How has George Osborne got away with a Budget that will hurt the very people he claims it will help most: hardworking families?

The headlines are all about One Nation, National Living Wage and tax cuts but, as the dust settles, the calculations that have emerged so far make clear that the poorest households are going to suffer significant cuts in income. While a series of cuts such as the lower benefit cap will hit out-of-work households hard, people in work face a series of technical changes to tax credits and benefits that will make many of them substantially worse off.

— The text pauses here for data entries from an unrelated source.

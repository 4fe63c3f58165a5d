use std::collections::HashMap;
use std::path::PathBuf;

use clap::{Parser, Subcommand};
use sprest_api::RecycleBinItemId;
use sprest_infra::{ACCESS_TOKEN_VAR, SERVER_RELATIVE_URL_VAR, SITE_URL_VAR};

#[derive(Parser, Debug)]
#[command(
    version = env!("CARGO_PKG_VERSION"),
    about = "Manage files and folders on a SharePoint site"
)]
pub struct Cli {
    /// Absolute URL of the SharePoint site.
    ///
    /// Overrides SHAREPOINT_SITE_URL.
    #[arg(long, global = true)]
    pub site_url: Option<String>,

    /// Prefix prepended to every path, usually the document library.
    ///
    /// Overrides SHAREPOINT_SERVER_RELATIVE_URL.
    #[arg(long, global = true)]
    pub server_relative_url: Option<String>,

    /// Bearer token used to authenticate against the site.
    ///
    /// Overrides SHAREPOINT_ACCESS_TOKEN.
    #[arg(long, global = true)]
    pub token: Option<String>,

    /// Enable verbose logging output.
    #[arg(long, short = 'v', default_value_t = false, global = true)]
    pub verbose: bool,

    /// Also write JSON logs, rotated daily, into this directory.
    #[arg(long, global = true)]
    pub log_dir: Option<PathBuf>,

    /// Write JSON logs into the default cache directory.
    #[arg(long, default_value_t = false, global = true, conflicts_with = "log_dir")]
    pub log: bool,

    #[command(subcommand)]
    pub command: Command,
}

#[derive(Subcommand, Debug, Clone, PartialEq, Eq)]
pub enum Command {
    /// Delete a folder.
    Delete {
        /// Folder path, relative to the configured prefix.
        path: String,
    },

    /// Delete a file inside a folder.
    DeleteFile {
        /// Folder path, relative to the configured prefix.
        path: String,
        /// Name of the file to delete.
        file_name: String,
    },

    /// Create a folder.
    Mkdir {
        /// Name of the new folder.
        name: String,
        /// Parent folder; defaults to the configured prefix itself.
        #[arg(long)]
        parent: Option<String>,
    },

    /// Upload a local file, replacing any existing file with the same name.
    Upload {
        /// Destination folder, relative to the configured prefix.
        path: String,
        /// Local file to upload.
        file: PathBuf,
        /// Remote file name; defaults to the local file name.
        #[arg(long)]
        name: Option<String>,
    },

    /// Move a folder to the recycle bin.
    Recycle {
        /// Folder path, relative to the configured prefix.
        path: String,
    },

    /// Move a file to the recycle bin.
    RecycleFile {
        /// Folder path, relative to the configured prefix.
        path: String,
        /// Name of the file to recycle.
        file_name: String,
    },

    /// Restore an item from the recycle bin.
    Restore {
        /// Identifier returned by `recycle` or `recycle-file`.
        id: RecycleBinItemId,
    },
}

impl Cli {
    /// Connection settings given on the command line, keyed by the
    /// environment variable they replace.
    pub fn overrides(&self) -> HashMap<&'static str, String> {
        [
            (SITE_URL_VAR, &self.site_url),
            (SERVER_RELATIVE_URL_VAR, &self.server_relative_url),
            (ACCESS_TOKEN_VAR, &self.token),
        ]
        .into_iter()
        .filter_map(|(key, value)| value.clone().map(|value| (key, value)))
        .collect()
    }

    pub fn log_dir(&self) -> Option<PathBuf> {
        if self.log_dir.is_some() {
            return self.log_dir.clone();
        }
        if self.log {
            return dirs::cache_dir().map(|dir| dir.join("sprest").join("logs"));
        }
        None
    }
}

To give some idea, here are the three main cuts:

  • A four-year freeze in working age benefits saving £4 billion by 2020/21. The Institute for Fiscal Studies estimates that this alone means that 13 million families will lose an average of £260 a year. Of those, 7.4 million are in work and will lose £280 a year. The freeze will also hit child benefit, which David Cameron promised to protect.
  • £6 billion worth of cuts to tax credits (and subsequently universal credit) and associated housing allowances from April 2017. The IFS says new claimants will lose credit entitlement for more than two children, losing the average of £3,670 a year that currently goes to 872,000 families (548,000 in work). On top of that, the family element in credits for the first child will be cut for new claimants and housing allowances associated with both will be cut too. Kate Webb of Shelter calculates that just one change – the removal of the family premium, an allowance of earned income before housing benefit starts to be withdrawn for working families with children – could cost a single mother working 20 hours a week at the new national living wage £11 a week. That’s not much less than the bedroom tax.
  • Cuts to work allowances that mean working households will lose tax credits/universal credit much more quickly than now. At the moment, credits start to be withdrawn once family earnings rise above £6,420. That will fall to just £3,850. This will cost 3 million working families just over £1,000 a year each. Credits will also be withdrawn at a faster rate once they hit that threshold.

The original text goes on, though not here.